Separately, Toshiba said it had reached an agreement with Chinese home appliance manufacturer Midea Group about selling its refrigerator and other so-called "white goods" business, targeting the end of March. Pricing and stakes have not yet been decided, according to company spokeswoman Midori Hara.
Canon said in a statement that the acquisition of Toshiba Medical Systems Corp. as a 100 percent-owned subsidiary would aid its ambitions to expand its medical equipment business. Toshiba Medical's strengths are in X-ray and ultrasound systems.

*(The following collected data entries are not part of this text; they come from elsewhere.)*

//! Application state
//!
//! Holds configuration and the shared components handlers need.

use crate::monitor_registry::MonitorRegistry;
use crate::recognizer::{EngineModelConfig, HttpRecognitionEngine};
use crate::store::{ContactRepository, StreamRepository, TargetRepository};
use crate::stream_monitor::MonitorConfig;
use sqlx::SqlitePool;
use std::path::PathBuf;
use std::sync::Arc;
use std::time::Duration;

/// SMTP settings for the email sink
#[derive(Debug, Clone)]
pub struct EmailConfig {
    pub sender: String,
    pub password: String,
    pub smtp_server: String,
    pub smtp_port: u16,
}

/// Twilio settings for the SMS sink
#[derive(Debug, Clone)]
pub struct TwilioConfig {
    pub account_sid: String,
    pub auth_token: String,
    pub from_number: String,
}

/// Application configuration
#[derive(Debug, Clone)]
pub struct AppConfig {
    /// Database URL (SQLite)
    pub database_url: String,
    /// Recognition engine base URL
    pub engine_url: String,
    /// Server host
    pub host: String,
    /// Server port
    pub port: u16,
    /// Local directory for recording artifacts
    pub recordings_dir: PathBuf,
    /// Frame rate written into recording artifacts
    pub recording_fps: u32,
    /// S3 bucket for uploaded recordings
    pub s3_bucket: String,
    /// Model settings forwarded to the recognition engine
    pub model: EngineModelConfig,
    /// Email sink (enabled when sender and password are set)
    pub email: Option<EmailConfig>,
    /// SMS sink (enabled when Twilio credentials are set)
    pub twilio: Option<TwilioConfig>,
    /// Webhook sink (enabled when a URL is set)
    pub webhook_url: Option<String>,
    /// Per-stream pipeline tunables
    pub monitor: MonitorConfig,
}

impl Default for AppConfig {
    fn default() -> Self {
        let email = match (
            std::env::var("EMAIL_SENDER").ok(),
            std::env::var("EMAIL_PASSWORD").ok(),
        ) {
            (Some(sender), Some(password)) => Some(EmailConfig {
                sender,
                password,
                smtp_server: std::env::var("SMTP_SERVER")
                    .unwrap_or_else(|_| "smtp.gmail.com".to_string()),
                smtp_port: std::env::var("SMTP_PORT")
                    .ok()
                    .and_then(|p| p.parse().ok())
                    .unwrap_or(587),
            }),
            _ => None,
        };

        let twilio = match (
            std::env::var("TWILIO_ACCOUNT_SID").ok(),
            std::env::var("TWILIO_AUTH_TOKEN").ok(),
            std::env::var("TWILIO_PHONE_NUMBER").ok(),
        ) {
            (Some(account_sid), Some(auth_token), Some(from_number)) => Some(TwilioConfig {
                account_sid,
                auth_token,
                from_number,
            }),
            _ => None,
        };

        let monitor = MonitorConfig {
            buffer_capacity: std::env::var("FRAME_BUFFER_CAPACITY")
                .ok()
                .and_then(|v| v.parse().ok())
                .unwrap_or(crate::frame_buffer::DEFAULT_CAPACITY),
            pop_timeout: Duration::from_millis(
                std::env::var("POP_TIMEOUT_MS")
                    .ok()
                    .and_then(|v| v.parse().ok())
                    .unwrap_or(1000),
            ),
            sample_interval: std::env::var("SAMPLE_INTERVAL")
                .ok()
                .and_then(|v| v.parse().ok())
                .unwrap_or(crate::recognizer::DEFAULT_SAMPLE_INTERVAL),
            grace_frames: std::env::var("GRACE_FRAMES")
                .ok()
                .and_then(|v| v.parse().ok())
                .unwrap_or(crate::recording::DEFAULT_GRACE_FRAMES),
        };

        Self {
            database_url: std::env::var("DATABASE_URL")
                .unwrap_or_else(|_| "sqlite://facewatch.db".to_string()),
            engine_url: std::env::var("ENGINE_URL")
                .unwrap_or_else(|_| "http://localhost:9000".to_string()),
            host: std::env::var("HOST").unwrap_or_else(|_| "0.0.0.0".to_string()),
            port: std::env::var("PORT")
                .ok()
                .and_then(|p| p.parse().ok())
                .unwrap_or(8080),
            recordings_dir: std::env::var("RECORDINGS_DIR")
                .map(PathBuf::from)
                .unwrap_or_else(|_| PathBuf::from("recordings")),
            recording_fps: std::env::var("RECORDING_FPS")
                .ok()
                .and_then(|v| v.parse().ok())
                .unwrap_or(20),
            s3_bucket: std::env::var("S3_BUCKET")
                .unwrap_or_else(|_| "face-recognition-alerts".to_string()),
            model: EngineModelConfig {
                model_name: std::env::var("MODEL_NAME")
                    .unwrap_or_else(|_| "Facenet".to_string()),
                distance_metric: std::env::var("DISTANCE_METRIC")
                    .unwrap_or_else(|_| "cosine".to_string()),
                threshold: std::env::var("RECOGNITION_THRESHOLD")
                    .ok()
                    .and_then(|v| v.parse().ok())
                    .unwrap_or(0.35),
            },
            email,
            twilio,
            webhook_url: std::env::var("WEBHOOK_URL").ok(),
            monitor,
        }
    }
}

/// Application state shared across handlers
#[derive(Clone)]
pub struct AppState {
    /// Database pool
    pub pool: SqlitePool,
    /// Application config
    pub config: AppConfig,
    /// Monitor registry (stream id -> running pipeline)
    pub registry: Arc<MonitorRegistry>,
    /// Stream repository
    pub streams: StreamRepository,
    /// Target repository
    pub targets: TargetRepository,
    /// Contact repository
    pub contacts: ContactRepository,
    /// Recognition engine client (health checks)
    pub engine: Arc<HttpRecognitionEngine>,
}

Tokyo-based Toshiba has been struggling with a major accounting scandal over disclosures that company officials doctored accounting books for years after setting unrealistic earnings targets.

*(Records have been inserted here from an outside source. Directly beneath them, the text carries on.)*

//! Email alerts over SMTP (STARTTLS)

use super::{AlertMessage, NotificationSink};
use crate::error::{Error, Result};
use crate::store::ContactRecord;
use async_trait::async_trait;
use lettre::message::Mailbox;
use lettre::transport::smtp::authentication::Credentials;
use lettre::{AsyncSmtpTransport, AsyncTransport, Message, Tokio1Executor};

/// SMTP email sink
pub struct EmailSink {
    transport: AsyncSmtpTransport<Tokio1Executor>,
    sender: Mailbox,
}

impl EmailSink {
    pub fn new(
        smtp_server: &str,
        smtp_port: u16,
        sender: &str,
        password: &str,
    ) -> Result<Self> {
        let sender_mailbox: Mailbox = sender
            .parse()
            .map_err(|e| Error::Notify(format!("invalid sender address {}: {}", sender, e)))?;

        let transport = AsyncSmtpTransport::<Tokio1Executor>::starttls_relay(smtp_server)
            .map_err(|e| Error::Notify(format!("smtp relay setup failed: {}", e)))?
            .port(smtp_port)
            .credentials(Credentials::new(sender.to_string(), password.to_string()))
            .build();

        Ok(Self {
            transport,
            sender: sender_mailbox,
        })
    }
}

#[async_trait]
impl NotificationSink for EmailSink {
    fn name(&self) -> &'static str {
        "email"
    }

    async fn notify(&self, alert: &AlertMessage, recipients: &[ContactRecord]) -> Result<()> {
        let label = alert.identities_label();
        let body = format!(
            "Target individual(s) {} identified on stream {}.\nTimestamp: {}\nVideo: {}\n",
            label,
            alert.stream_id,
            alert.occurred_at.format("%Y-%m-%d %H:%M:%S"),
            alert.video_url
        );

        for contact in recipients {
            let Some(address) = contact.contact_email.as_deref() else {
                continue;
            };

            let mailbox: Mailbox = match address.parse() {
                Ok(mb) => mb,
                Err(e) => {
                    tracing::warn!(
                        contact = %contact.contact_name,
                        address = %address,
                        error = %e,
                        "Skipping contact with unparseable email"
                    );
                    continue;
                }
            };

            let message = Message::builder()
                .from(self.sender.clone())
                .to(mailbox)
                .subject(format!("ALERT: Target {} identified", label))
                .body(body.clone())
                .map_err(|e| Error::Notify(format!("email build failed: {}", e)))?;

            match self.transport.send(message).await {
                Ok(_) => {
                    tracing::info!(address = %address, "Email alert sent");
                }
                Err(e) => {
                    tracing::error!(
                        address = %address,
                        error = %e,
                        "Failed to send email alert"
                    );
                }
            }
        }

        Ok(())
    }
}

The company also is facing major problems in its nuclear business after the March 2011 accident at a plant in Fukushima, northeastern Japan, which sent three reactors into meltdowns.
Because of a public outcry amid doubts about the technology's safety, all but two of the reactors in Japan remain shut down. Toshiba's electronics devices operations have also taken a hit because of intensifying competition and dropping sales.
For the fiscal year through March, the company is forecasting a 710 billion yen ($6.3 billion) loss, even bigger than its initial projection. The company will be racking up its second year of red ink.
Toshiba's chief executive resigned last year to take responsibility for the scandal. But reform efforts for better corporate governance have turned up even more accounting wrongdoing at Toshiba.
Japanese corporate culture, with its emphasis on consensus and propriety, has often been blamed for systematic cover-ups at Japan's most prestigious companies, including Olympus Corp. and Mitsubishi Motors Corp.
Unlike some Western accounting scandals, such scandals in Japan did not result in any enrichment of individual employees. Instead, workers collaborated to "save face" for the company.